I used to work with J. She sat adjacent to door of the CEO’s office and, in eight years of working there, he persistently got her name wrong. He would almost get it right, but not quite – Ann instead of Anna, that sort of thing. It wasn’t deliberate, and J. knew it; she’d long given up correcting him and tried to let it go, but it mattered. I understood why it rankled with her, and why, in a resigned, voice she would say to me say: “it’s nice to be important, but it’s important to be nice.” Which he often was – nice – but in the cut and thrust of leadership, taking time to be kind and nice (for it does take a little time, a moment of pause) had dropped off his to-do list. Putting kindness on a to-do list? Since when has that become ‘a thing’? It’s a good question. Well, why not put it on the list? We have so much else to do in a day that we may as well add it to the list, and (don’t you worry) an opportunity will present itself giving you the satisfaction of ticking at least one thing from your list that day!
But enough of harangued CEOs, world leaders, MPs and any number of high-ranking, important people who get a bad rap for their inability to be nice. The simple value of niceness will occur to them, one of these days. In the meantime, kindness abounds, if we care to notice. It was one of those boiling hot days last week, the thermometer had reached the mid-thirties, when M. arrived into Leeds station on the last leg of a long journey home. Leeds is a busy station at the best of times and navigating one’s way through 5pm commuters in high summer sucks the energy from you. Last week the escalators were broken and M. gazed at the weary ant-line of people marching up the static stairs to where she needed to go. “My heavy bag, in that heat seemed impossible,” she told me.
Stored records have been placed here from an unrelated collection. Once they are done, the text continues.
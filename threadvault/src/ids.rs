//! Base36 record ids and `tN_` fullnames.

use crate::error::ValidationError;

const ALPHABET: &[u8; 36] = b"0123456789abcdefghijklmnopqrstuvwxyz";

/// Length of `u64::MAX` in base36
const MAX_BASE36_LEN: usize = 13;

pub fn base36_encode(mut n: u64) -> String {
    if n == 0 {
        return "0".to_string();
    }
    let mut buf = Vec::with_capacity(MAX_BASE36_LEN);
    while n > 0 {
        buf.push(ALPHABET[(n % 36) as usize]);
        n /= 36;
    }
    buf.reverse();
    String::from_utf8(buf).unwrap_or_default()
}

pub fn base36_decode(s: &str) -> Option<u64> {
    if s.is_empty()
        || s.len() > MAX_BASE36_LEN
        || !s.bytes().all(|b| b.is_ascii_alphanumeric())
    {
        return None;
    }
    u64::from_str_radix(s, 36).ok()
}

/// Decode a client-supplied id, accepting an optional `<prefix>_` fullname prefix.
///
/// `parse_id("t3_abc", "t3")` and `parse_id("ABC", "t3")` both yield the same value.
pub fn parse_id(raw: &str, prefix: &str) -> Result<u64, ValidationError> {
    let lowered = raw.trim().to_ascii_lowercase();
    let bare = lowered
        .strip_prefix(prefix)
        .and_then(|rest| rest.strip_prefix('_'))
        .unwrap_or(&lowered);
    base36_decode(bare)
        .ok_or_else(|| ValidationError::new("id", format!("'{raw}' is not a valid base36 id")))
}

/// Render a fullname such as `t3_1a2b3c`
pub fn fullname(prefix: &str, id: u64) -> String {
    format!("{}_{}", prefix, base36_encode(id))
}

#[cfg(test)]
mod tests {
    use super::*;

    #[test]
    fn test_encode_known_values() {
        assert_eq!(base36_encode(0), "0");
        assert_eq!(base36_encode(35), "z");
        assert_eq!(base36_encode(36), "10");
        assert_eq!(base36_encode(2_214_236_161), "10mark1");
        assert_eq!(base36_encode(u64::MAX), "3w5e11264sgsf");
        assert_eq!(base36_decode("3w5e11264sgsf"), Some(u64::MAX));
    }

    #[test]
    fn test_decode_rejects_garbage() {
        assert_eq!(base36_decode(""), None);
        assert_eq!(base36_decode("not-base36"), None);
        assert_eq!(base36_decode("+10"), None);
        assert_eq!(base36_decode("zzzzzzzzzzzzzzzz"), None);
    }

    #[test]
    fn test_parse_id_with_and_without_prefix() {
        assert_eq!(parse_id("t3_10", "t3").unwrap(), 36);
        assert_eq!(parse_id("T3_10", "t3").unwrap(), 36);
        assert_eq!(parse_id("10", "t3").unwrap(), 36);
        assert!(parse_id("t3_", "t3").is_err());
        assert!(parse_id("t1_!!", "t1").is_err());
    }

    #[test]
    fn test_fullname() {
        assert_eq!(fullname("t5", 36), "t5_10");
    }
}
Whereupon an angel appeared in the form of a 20-something man who lifted her bag and moved forward with her, chatting cheerfully, “your bag is as weighty as it looks, what platform are you leaving from?” Platform 8D wasn’t a problem for him and he assured M. he had plenty of time to make his own connection. And that was that – safely deposited on 8D he was on his way.
The stories of J. and M. came to mind yesterday as I listened to a radio discussion about whether or not people nowadays are more apt to both cause offence and to take offence. The question was posed: Have we become a nation of snowflakes? Are we, all of a sudden, too easily offended, or are people simply being more offensive than they used to? I can’t say I heard every moment of the debate as I flitted in and out of the kitchen, but some of what was said stayed with me. “Some people create their very sense of identity through being offended,”one of the panelists said. “The problem comes when people use the term ‘I’m offended’ as a way of saying that they don’t agree with you,” said another. Whist there may be truth in both arguments, it set me to wondering: does a lessening of face to face communication embolden us and lead us to tweet/post/email things we wouldn’t say to someone’s face? When we can no longer see the person to whom we are communicating, is a ‘divert-kindness’ button pressed that somehow makes us less thoughtful to the feelings of others? For, in the whole radio debate (or at least those parts that I heard), there seemed to be an absence of recognising that kindness, decency and just being nice to each are the antidote to both giving and taking offense. Yet, if the commentators on the radio were to be believed, it seems that honesty, authenticity, and speaking your truth have taken a wrecking ball to being nice.
It’s not a big word, and it’s oft derided for being insipid, meaningless, lacking in meaning, but sometimes you just need a simple four-letter word in your daily armoury. It’s important to be nice. Be nice.
Hear hear. “Niceness” and “kindness” are much under-valued qualities, even though practicing them can make so much difference to someone’s day.